-- Work item --
Look for "only" in the material below and show each line that contains it.

= = = =

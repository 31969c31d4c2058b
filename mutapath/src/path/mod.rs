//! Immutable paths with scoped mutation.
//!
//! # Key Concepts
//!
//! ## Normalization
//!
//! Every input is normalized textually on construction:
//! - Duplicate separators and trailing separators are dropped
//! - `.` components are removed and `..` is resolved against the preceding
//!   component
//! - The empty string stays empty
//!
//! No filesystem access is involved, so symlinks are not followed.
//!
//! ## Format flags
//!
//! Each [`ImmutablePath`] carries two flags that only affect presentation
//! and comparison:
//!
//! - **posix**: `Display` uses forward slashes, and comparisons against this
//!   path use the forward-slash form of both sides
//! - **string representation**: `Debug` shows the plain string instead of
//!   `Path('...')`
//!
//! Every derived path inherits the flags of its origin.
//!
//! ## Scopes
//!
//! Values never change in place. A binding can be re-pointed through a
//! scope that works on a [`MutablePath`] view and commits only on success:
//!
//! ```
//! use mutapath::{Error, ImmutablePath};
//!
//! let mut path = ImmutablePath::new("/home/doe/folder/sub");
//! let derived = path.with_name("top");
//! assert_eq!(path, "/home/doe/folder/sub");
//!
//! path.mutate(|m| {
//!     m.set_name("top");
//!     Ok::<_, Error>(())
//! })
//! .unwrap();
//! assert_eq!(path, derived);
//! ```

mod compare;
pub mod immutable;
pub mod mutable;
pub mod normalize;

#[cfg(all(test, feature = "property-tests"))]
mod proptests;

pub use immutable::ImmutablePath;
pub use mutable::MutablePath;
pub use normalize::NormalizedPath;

= = = =

-- Expected output --
//! Each [`ImmutablePath`] carries two flags that only affect presentation
//! scope that works on a [`MutablePath`] view and commits only on success:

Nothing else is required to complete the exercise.